▶ _Task goal_
A complete answer lists every line of the entries below where the string "truncate" appears.

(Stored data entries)
----------

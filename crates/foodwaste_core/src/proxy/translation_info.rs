use super::{DataProxy, RowView};
use crate::builder;
use crate::error::CoreResult;
use crate::identity::ProxyId;
use crate::schema::{TableSchema, TRANSLATION_INFOS};
use crate::state::HydrationState;
use foodwaste_sql::{ColumnRef, SqlValue, Statement};

/// A culture translations can be written in, e.g. `da-DK`.
#[derive(Debug, Clone, Default, PartialEq)]
pub struct TranslationInfoProxy {
    identifier: Option<ProxyId>,
    /// Culture name.
    pub culture_name: String,
    state: HydrationState,
}

impl TranslationInfoProxy {
    /// Creates a translation info.
    pub fn new(identifier: ProxyId, culture_name: impl Into<String>) -> Self {
        Self {
            identifier: Some(identifier),
            culture_name: culture_name.into(),
            state: HydrationState::RelationsLoaded,
        }
    }

    /// Selects every culture, ordered by name.
    #[must_use]
    pub fn select_all() -> Statement {
        builder::select_all(&TRANSLATION_INFOS)
            .order_by(ColumnRef::new("CultureName"))
            .into()
    }
}

impl DataProxy for TranslationInfoProxy {
    const NAME: &'static str = "TranslationInfoProxy";
    const SCHEMA: TableSchema = TRANSLATION_INFOS;

    fn identifier(&self) -> Option<ProxyId> {
        self.identifier
    }

    fn set_identifier(&mut self, id: ProxyId) {
        self.identifier = Some(id);
    }

    fn state(&self) -> HydrationState {
        self.state
    }

    fn set_state(&mut self, state: HydrationState) {
        self.state = state;
    }

    fn column_values(&self) -> CoreResult<Vec<SqlValue>> {
        Ok(vec![
            SqlValue::text(self.unique_id()?),
            SqlValue::text(&self.culture_name),
        ])
    }

    fn read_columns(&mut self, row: &RowView<'_>) -> CoreResult<()> {
        self.identifier = Some(row.id("TranslationInfoIdentifier")?);
        self.culture_name = row.text("CultureName")?;
        Ok(())
    }
}
use super::{now, truncate, DataProxy, HouseholdProxy, MemberOfHouseholdProxy, RowView};
use crate::builder;
use crate::error::{CoreError, CoreResult};
use crate::identity::ProxyId;
use crate::load::load_all;
use crate::schema::{TableSchema, HOUSEHOLD_MEMBERS};
use crate::state::HydrationState;
use crate::sync::{delete_all, reconcile, Association, Link};
use chrono::{DateTime, Utc};
use foodwaste_sql::{ColumnRef, SqlError, SqlValue, Statement};
use foodwaste_store::DataAccessor;

/// Membership level of a household member.
#[derive(Debug, Clone, Copy, Default, PartialEq, Eq, PartialOrd, Ord, Hash)]
pub enum Membership {
    /// Free membership.
    #[default]
    Basic = 1,
    /// Paid membership.
    Deluxe = 2,
    /// Paid membership with every feature.
    Premium = 3,
}

impl TryFrom<i32> for Membership {
    type Error = i32;

    fn try_from(value: i32) -> Result<Self, i32> {
        match value {
            1 => Ok(Self::Basic),
            2 => Ok(Self::Deluxe),
            3 => Ok(Self::Premium),
            other => Err(other),
        }
    }
}

/// A person who is a member of one or more households.
#[derive(Debug, Clone, Default, PartialEq)]
pub struct HouseholdMemberProxy {
    identifier: Option<ProxyId>,
    /// Mail address, unique per member.
    pub mail_address: String,
    /// Membership level.
    pub membership: Membership,
    /// Creation time, second precision.
    pub creation_time: DateTime<Utc>,
    /// Households the member belongs to.
    pub households: Vec<HouseholdProxy>,
    state: HydrationState,
}

impl HouseholdMemberProxy {
    /// Creates a household member.
    pub fn new(
        identifier: ProxyId,
        mail_address: impl Into<String>,
        membership: Membership,
        creation_time: DateTime<Utc>,
    ) -> Self {
        Self {
            identifier: Some(identifier),
            mail_address: mail_address.into(),
            membership,
            creation_time: truncate(creation_time),
            households: Vec::new(),
            state: HydrationState::RelationsLoaded,
        }
    }

    /// Selects the member with the given mail address.
    #[must_use]
    pub fn select_by_mail_address(mail_address: &str) -> Statement {
        builder::select_all(&HOUSEHOLD_MEMBERS)
            .filter_eq(ColumnRef::new("MailAddress"), mail_address)
            .into()
    }
}

fn memberships(household_member: &str) -> Association<MemberOfHouseholdProxy> {
    Association {
        name: "MemberOfHouseholds",
        existing: MemberOfHouseholdProxy::select_rows_for_member(household_member),
        target_of: |row| row.household_identifier,
        link: |member, household, ()| MemberOfHouseholdProxy::new(None, member, household, now()),
    }
}

impl DataProxy for HouseholdMemberProxy {
    const NAME: &'static str = "HouseholdMemberProxy";
    const SCHEMA: TableSchema = HOUSEHOLD_MEMBERS;

    fn identifier(&self) -> Option<ProxyId> {
        self.identifier
    }

    fn set_identifier(&mut self, id: ProxyId) {
        self.identifier = Some(id);
    }

    fn state(&self) -> HydrationState {
        self.state
    }

    fn set_state(&mut self, state: HydrationState) {
        self.state = state;
    }

    fn column_values(&self) -> CoreResult<Vec<SqlValue>> {
        Ok(vec![
            SqlValue::text(self.unique_id()?),
            SqlValue::text(&self.mail_address),
            SqlValue::from(self.membership as i32),
            SqlValue::from(self.creation_time),
        ])
    }

    fn read_columns(&mut self, row: &RowView<'_>) -> CoreResult<()> {
        self.identifier = Some(row.id("HouseholdMemberIdentifier")?);
        self.mail_address = row.text("MailAddress")?;
        let level = row.i32("Membership")?;
        self.membership = Membership::try_from(level).map_err(|value| {
            SqlError::invalid_value(row.name("Membership"), format!("unknown membership {value}"))
        })?;
        self.creation_time = row.timestamp("CreationTime")?;
        Ok(())
    }

    fn load_relations(&mut self, id: ProxyId, accessor: &dyn DataAccessor) -> CoreResult<()> {
        let rows: Vec<MemberOfHouseholdProxy> =
            load_all(accessor, &MemberOfHouseholdProxy::select_for_member(&id.to_key()))?;
        self.households = rows.into_iter().filter_map(|row| row.household).collect();
        Ok(())
    }

    fn holds_relations(&self) -> bool {
        !self.households.is_empty()
    }

    fn validate_relations(&self) -> CoreResult<()> {
        if self.households.iter().any(|h| h.identifier().is_none()) {
            return Err(CoreError::illegal_value("Households[].Identifier"));
        }
        Ok(())
    }

    fn store_relations(&mut self, id: ProxyId, accessor: &dyn DataAccessor, _is_new: bool) -> CoreResult<()> {
        let desired = self
            .households
            .iter()
            .filter_map(|h| h.identifier())
            .map(|household| Link::new(household, ()))
            .collect();
        reconcile(id, desired, &memberships(&id.to_key()), accessor)?;
        Ok(())
    }

    fn remove_relations(&mut self, id: ProxyId, accessor: &dyn DataAccessor) -> CoreResult<()> {
        delete_all::<MemberOfHouseholdProxy>(
            &MemberOfHouseholdProxy::select_rows_for_member(&id.to_key()),
            accessor,
        )?;
        Ok(())
    }
}
use super::{DataProxy, FoodGroupProxy, FoodItemGroupProxy, ForeignKeyProxy, RowView, TranslationProxy};
use crate::builder;
use crate::error::{CoreError, CoreResult};
use crate::identity::ProxyId;
use crate::load::load_all;
use crate::schema::{TableSchema, FOOD_ITEMS, FOOD_ITEM_GROUPS};
use crate::state::HydrationState;
use crate::sync::{delete_all, reconcile, sync_children, validate_children, Association, Link};
use foodwaste_sql::{Select, SqlValue, Statement};
use foodwaste_store::DataAccessor;

/// A food item and the groups it belongs to.
///
/// `food_groups` lists every group of the item, the primary one included.
/// When saved, the stored memberships become exactly `food_groups` plus the
/// primary group, with the primary flag set on the primary group only.
#[derive(Debug, Clone, Default, PartialEq)]
pub struct FoodItemProxy {
    identifier: Option<ProxyId>,
    /// Whether the item is active.
    pub is_active: bool,
    /// The item's primary group.
    pub primary_food_group: Option<FoodGroupProxy>,
    /// Every group of the item.
    pub food_groups: Vec<FoodGroupProxy>,
    /// Translated names.
    pub translations: Vec<TranslationProxy>,
    /// Keys at data providers.
    pub foreign_keys: Vec<ForeignKeyProxy>,
    state: HydrationState,
}

impl FoodItemProxy {
    /// Creates a food item in `primary_food_group`.
    pub fn new(identifier: ProxyId, primary_food_group: Option<FoodGroupProxy>, is_active: bool) -> Self {
        let mut item = Self {
            identifier: Some(identifier),
            is_active,
            state: HydrationState::RelationsLoaded,
            ..Self::default()
        };
        if let Some(group) = primary_food_group {
            item.set_primary_food_group(group);
        }
        item
    }

    /// Makes `group` the primary group, adding it to the item's groups.
    pub fn set_primary_food_group(&mut self, group: FoodGroupProxy) {
        self.add_food_group(group.clone());
        self.primary_food_group = Some(group);
    }

    /// Adds `group` unless a group with its identifier is already present.
    pub fn add_food_group(&mut self, group: FoodGroupProxy) {
        let present = group.identifier().is_some()
            && self.food_groups.iter().any(|g| g.identifier() == group.identifier());
        if !present {
            self.food_groups.push(group);
        }
    }

    /// Removes the group with identifier `id`. Removing the primary group
    /// leaves the item without one.
    pub fn remove_food_group(&mut self, id: ProxyId) {
        self.food_groups.retain(|g| g.identifier() != Some(id));
        if self
            .primary_food_group
            .as_ref()
            .is_some_and(|g| g.identifier() == Some(id))
        {
            self.primary_food_group = None;
        }
    }

    /// Selects every food item.
    #[must_use]
    pub fn select_all() -> Statement {
        builder::select_all(&FOOD_ITEMS).into()
    }

    /// Selects the food items that belong to `food_group`.
    #[must_use]
    pub fn select_for_group(food_group: &str) -> Statement {
        Select::from(FOOD_ITEMS.aliased())
            .columns(FOOD_ITEMS.qualified_refs())
            .inner_join(
                FOOD_ITEM_GROUPS.aliased(),
                FOOD_ITEM_GROUPS.col("FoodItemIdentifier"),
                FOOD_ITEMS.col("FoodItemIdentifier"),
            )
            .filter_eq(FOOD_ITEM_GROUPS.col("FoodGroupIdentifier"), food_group)
            .into()
    }

    fn desired_groups(&self) -> Vec<Link<bool>> {
        let primary = self.primary_food_group.as_ref().and_then(|g| g.identifier());
        let mut links: Vec<Link<bool>> = primary.map(|p| Link::new(p, true)).into_iter().collect();
        links.extend(
            self.food_groups
                .iter()
                .filter_map(|g| g.identifier())
                .filter(|id| Some(*id) != primary)
                .map(|id| Link::new(id, false)),
        );
        links
    }
}

fn memberships(food_item: &str) -> Association<FoodItemGroupProxy> {
    Association {
        name: "FoodItemGroups",
        existing: FoodItemGroupProxy::select_rows_for_item(food_item),
        target_of: |row| row.food_group_identifier,
        link: |item, group, is_primary| FoodItemGroupProxy::new(None, item, group, is_primary),
    }
}

impl DataProxy for FoodItemProxy {
    const NAME: &'static str = "FoodItemProxy";
    const SCHEMA: TableSchema = FOOD_ITEMS;

    fn identifier(&self) -> Option<ProxyId> {
        self.identifier
    }

    fn set_identifier(&mut self, id: ProxyId) {
        self.identifier = Some(id);
    }

    fn state(&self) -> HydrationState {
        self.state
    }

    fn set_state(&mut self, state: HydrationState) {
        self.state = state;
    }

    fn column_values(&self) -> CoreResult<Vec<SqlValue>> {
        Ok(vec![
            SqlValue::text(self.unique_id()?),
            SqlValue::Bool(self.is_active),
        ])
    }

    fn read_columns(&mut self, row: &RowView<'_>) -> CoreResult<()> {
        self.identifier = Some(row.id("FoodItemIdentifier")?);
        self.is_active = row.bool("IsActive")?;
        Ok(())
    }

    fn load_relations(&mut self, id: ProxyId, accessor: &dyn DataAccessor) -> CoreResult<()> {
        let key = id.to_key();
        let rows: Vec<FoodItemGroupProxy> =
            load_all(accessor, &FoodItemGroupProxy::select_for_item(&key))?;
        self.primary_food_group = rows
            .iter()
            .find(|row| row.is_primary)
            .and_then(|row| row.food_group.clone());
        self.food_groups = rows.into_iter().filter_map(|row| row.food_group).collect();
        self.translations = load_all(accessor, &TranslationProxy::select_for(&key))?;
        self.foreign_keys = load_all(accessor, &ForeignKeyProxy::select_for(&key))?;
        Ok(())
    }

    fn holds_relations(&self) -> bool {
        self.primary_food_group.is_some()
            || !self.food_groups.is_empty()
            || !self.translations.is_empty()
            || !self.foreign_keys.is_empty()
    }

    fn validate_relations(&self) -> CoreResult<()> {
        if let Some(primary) = &self.primary_food_group {
            if primary.identifier().is_none() {
                return Err(CoreError::illegal_value("PrimaryFoodGroup.Identifier"));
            }
        }
        if self.food_groups.iter().any(|g| g.identifier().is_none()) {
            return Err(CoreError::illegal_value("FoodGroups[].Identifier"));
        }
        validate_children(&self.translations, "Translations")?;
        validate_children(&self.foreign_keys, "ForeignKeys")
    }

    fn store_relations(&mut self, id: ProxyId, accessor: &dyn DataAccessor, _is_new: bool) -> CoreResult<()> {
        let key = id.to_key();
        reconcile(id, self.desired_groups(), &memberships(&key), accessor)?;
        sync_children(id, &mut self.translations, &TranslationProxy::select_for(&key), accessor)?;
        sync_children(id, &mut self.foreign_keys, &ForeignKeyProxy::select_for(&key), accessor)?;
        Ok(())
    }

    fn remove_relations(&mut self, id: ProxyId, accessor: &dyn DataAccessor) -> CoreResult<()> {
        let key = id.to_key();
        delete_all::<FoodItemGroupProxy>(&FoodItemGroupProxy::select_rows_for_item(&key), accessor)?;
        delete_all::<TranslationProxy>(&TranslationProxy::select_for(&key), accessor)?;
        delete_all::<ForeignKeyProxy>(&ForeignKeyProxy::select_for(&key), accessor)?;
        Ok(())
    }
}
//! Set difference keyed by target identifier.

use std::collections::{BTreeMap, BTreeSet};
use std::fmt;
use tracing::warn;

/// Outcome of diffing a desired set against stored rows.
#[derive(Debug)]
pub struct Plan<D, E> {
    /// Desired entries with no stored row.
    pub inserts: Vec<D>,
    /// Desired entries whose stored row differs, with that row.
    pub updates: Vec<(D, E)>,
    /// Stored rows with no desired entry, including duplicate rows.
    pub deletes: Vec<E>,
    /// Number of desired entries whose stored row already matches.
    pub unchanged: usize,
    /// Number of desired entries dropped because their key repeated.
    pub duplicates: usize,
}

/// Diffs `desired` against `existing` by key.
///
/// The first desired entry for a key wins; later ones are dropped with a
/// warning. When several stored rows share a key the first is matched and
/// the others are scheduled for deletion. Stored rows are deleted in the
/// order they were given.
pub fn plan<K, D, E>(
    desired: impl IntoIterator<Item = (K, D)>,
    existing: impl IntoIterator<Item = (K, E)>,
    same: impl Fn(&D, &E) -> bool,
) -> Plan<D, E>
where
    K: Ord + Copy + fmt::Debug,
{
    let mut slots: Vec<Option<E>> = Vec::new();
    let mut index: BTreeMap<K, usize> = BTreeMap::new();
    let mut extra = Vec::new();
    for (key, row) in existing {
        if index.contains_key(&key) {
            extra.push(row);
        } else {
            index.insert(key, slots.len());
            slots.push(Some(row));
        }
    }

    let mut result = Plan {
        inserts: Vec::new(),
        updates: Vec::new(),
        deletes: Vec::new(),
        unchanged: 0,
        duplicates: 0,
    };
    let mut seen = BTreeSet::new();
    for (key, entry) in desired {
        if !seen.insert(key) {
            warn!(key = ?key, "duplicate relation target ignored");
            result.duplicates += 1;
            continue;
        }
        match index.get(&key).and_then(|&i| slots[i].take()) {
            Some(row) if same(&entry, &row) => result.unchanged += 1,
            Some(row) => result.updates.push((entry, row)),
            None => result.inserts.push(entry),
        }
    }
    result.deletes = slots.into_iter().flatten().chain(extra).collect();
    result
}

----------

▶ _Expected output_
use super::{now, truncate, DataProxy, HouseholdProxy, MemberOfHouseholdProxy, RowView};
            creation_time: truncate(creation_time),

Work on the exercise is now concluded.